Savaşla ekonomi arasında doğrudan bağlantı vardır. Bizim cebimizden daha çok para çıkıyor. Petrolümüz yok. Üretim az, harcama fazla. Savaş için silah lâzım. Dışarıya dünya kadar para ödüyoruz. Savaşın olduğu yere sermaye gelmiyor. Tarım, hayvancılık ölüyor. Kıyaslayın... Güneydoğumuzda hususiyetle... Terörden öncesini ve terörden sonrasını...
Mustafa Kemal, Lozan görüşmelerinde nihaî neticeye varılmadan, Şubat 1923'te İzmir'de, iktisat kongresini topladı. Öncesini hatırlatayım. Millî Mücadele'nin ortasında Temmuz 1921'de, Ankara'da, Maarif Kongresi'ni toplamıştı. Maarif iktisattan da önce gelir. Bilmeyen üretemez. Bilmek için öğrenmek gerekir, öğrenmek için de eğitim... Önce eğitim.
Şu an kar mevkisinde olanlar saplantılardan kurtulsunlar, M. Kemal'in ne yaptığına ne yapmak istediğine, gelinen neticeye baksınlar.

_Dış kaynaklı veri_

//! Element ids and per-element records.

use std::collections::HashMap;
use std::sync::Arc;

use slotmap::new_key_type;

use crate::event::{Handler, RoutedEvent};
use crate::geometry::{Rect, Size};
use crate::property::{PropertyChangedArgs, PropertyId, PropertyStore};
use crate::tree::name_scope::NameScope;
use crate::tree::template::Binding;
use crate::tree::ElementTree;
use crate::widget::Widget;

new_key_type! {
    /// Unique identifier for an element. Copy, lightweight (u64).
    pub struct ElementId;
}

/// Handle returned by [`ElementTree::add_handler`].
#[derive(Debug, Clone, Copy, PartialEq, Eq, Hash)]
pub struct HandlerId(pub(crate) u64);

/// Handle returned by [`ElementTree::subscribe`].
#[derive(Debug, Clone, Copy, PartialEq, Eq, Hash)]
pub struct SubscriptionId(pub(crate) u64);

/// Generic change subscriber, invoked after the descriptor callback.
pub type ChangeSubscriber = Arc<dyn Fn(&mut ElementTree, &PropertyChangedArgs) + Send + Sync>;

// ---------------------------------------------------------------------------
// LayoutState
// ---------------------------------------------------------------------------

/// Measure/arrange bookkeeping for one element.
#[derive(Debug, Clone, Default)]
pub struct LayoutState {
    pub measure_valid: bool,
    pub arrange_valid: bool,
    /// Margin-inclusive size from the last measure.
    pub desired: Size,
    /// Available size passed to the last measure.
    pub last_available: Option<Size>,
    /// Slot handed to the last arrange, in parent coordinates.
    pub layout_slot: Option<Rect>,
    /// The element's own box after margin and alignment, in parent
    /// coordinates. `None` when collapsed.
    pub layout_rect: Option<Rect>,
    /// Size returned by `arrange_core`.
    pub render_size: Size,
    /// A measure/arrange failure has already been logged.
    pub failure_reported: bool,
}

// ---------------------------------------------------------------------------
// ElementData
// ---------------------------------------------------------------------------

/// Everything the tree knows about one element.
pub struct ElementData {
    /// Taken out while one of its hooks runs.
    pub(crate) widget: Option<Box<dyn Widget>>,
    pub(crate) type_name: &'static str,
    pub(crate) values: PropertyStore,
    pub(crate) layout: LayoutState,
    /// Non-owning back-reference to the element whose template produced this one.
    pub(crate) templated_parent: Option<ElementId>,
    pub(crate) name_scope: Option<NameScope>,
    /// Whether the visual parent owns this element.
    pub(crate) owned: bool,
    pub(crate) handlers: Vec<(HandlerId, RoutedEvent, Handler)>,
    pub(crate) subscribers: Vec<(SubscriptionId, ChangeSubscriber)>,
    pub(crate) bindings: HashMap<PropertyId, Binding>,
    /// `(own property, templated-parent property)` pairs.
    pub(crate) template_binds: Vec<(PropertyId, PropertyId)>,
}

impl ElementData {
    pub(crate) fn new(widget: Box<dyn Widget>) -> Self {
        Self {
            type_name: widget.type_name(),
            widget: Some(widget),
            values: PropertyStore::new(),
            layout: LayoutState::default(),
            templated_parent: None,
            name_scope: None,
            owned: false,
            handlers: Vec::new(),
            subscribers: Vec::new(),
            bindings: HashMap::new(),
            template_binds: Vec::new(),
        }
    }

    /// The widget type name.
    pub fn type_name(&self) -> &'static str {
        self.type_name
    }

    /// Stored property values.
    pub fn values(&self) -> &PropertyStore {
        &self.values
    }

    /// Layout bookkeeping.
    pub fn layout(&self) -> &LayoutState {
        &self.layout
    }
}

impl std::fmt::Debug for ElementData {
    fn fmt(&self, f: &mut std::fmt::Formatter<'_>) -> std::fmt::Result {
        f.debug_struct("ElementData")
            .field("type_name", &self.type_name)
            .field("values", &self.values.len())
            .field("layout", &self.layout)
            .field("templated_parent", &self.templated_parent)
            .field("owned", &self.owned)
            .field("handlers", &self.handlers.len())
            .finish()
    }
}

İzmir iktisat Kongresi'ndeki konuşmasında, üstüne basa basa, "Tarihimizi dolduran zaferler, yahut izmihlallerin kaffesi ahval-i iktisadiyemizle münasebettar ve alâkadardır. Yeni Türkiye'mizi layık olduğu mertebe-i resanete isâl edebilmek için, behemehal iktisadıyatımıza birinci derecede ve en çok ehemmiyet vermek mecburiyetindeyiz, zamanımızın tamamen bir iktisat devrinden başka bir şey değildir." diyor.
Millî Mücadele bitti. Misak-ı Millî'nin çizebildiğimiz kadar sınırını çizdik. Ne yazık ki, Batum, Nahçıvan göz göre göre gitti. Musul-Kerkük'e çok yaklaştık ama baskı öyle ağırdı ki, bizi âbâd edecek Musul-Kerkük'ü de kaybettik.
Açık yazacağım: Irak'a girdiysek çıkmamalıyız. Suriye'ye girdiysek çıkmamalıyız ve hatta Libya'ya girdiysek çıkmamalıyız. Önce neden girdiğimizi aklımıza getirirsek çıkmama kararlılığımızın ne kadar yerinde olduğunu görürüz.
Bunun için güç gerekir ve gücü bize maarif ve iktisat kazandırır.
Bugün 24 Ocak. 40 yıl önce karma ekonomiden piyasa ekonomisine geçiş kararlarının açıklandığı gün. IMF'nin bundan sonra bize kabarık fatura çıkaracağı gün mü diyelim; yoksa yolsuzluk ve ahlâksızlığa kapının aralandığı gün mü diyelim...
İktisatçılar tahlil etsin. Bugüne uzanan yolda kaybedilen ne, kazanılan ne?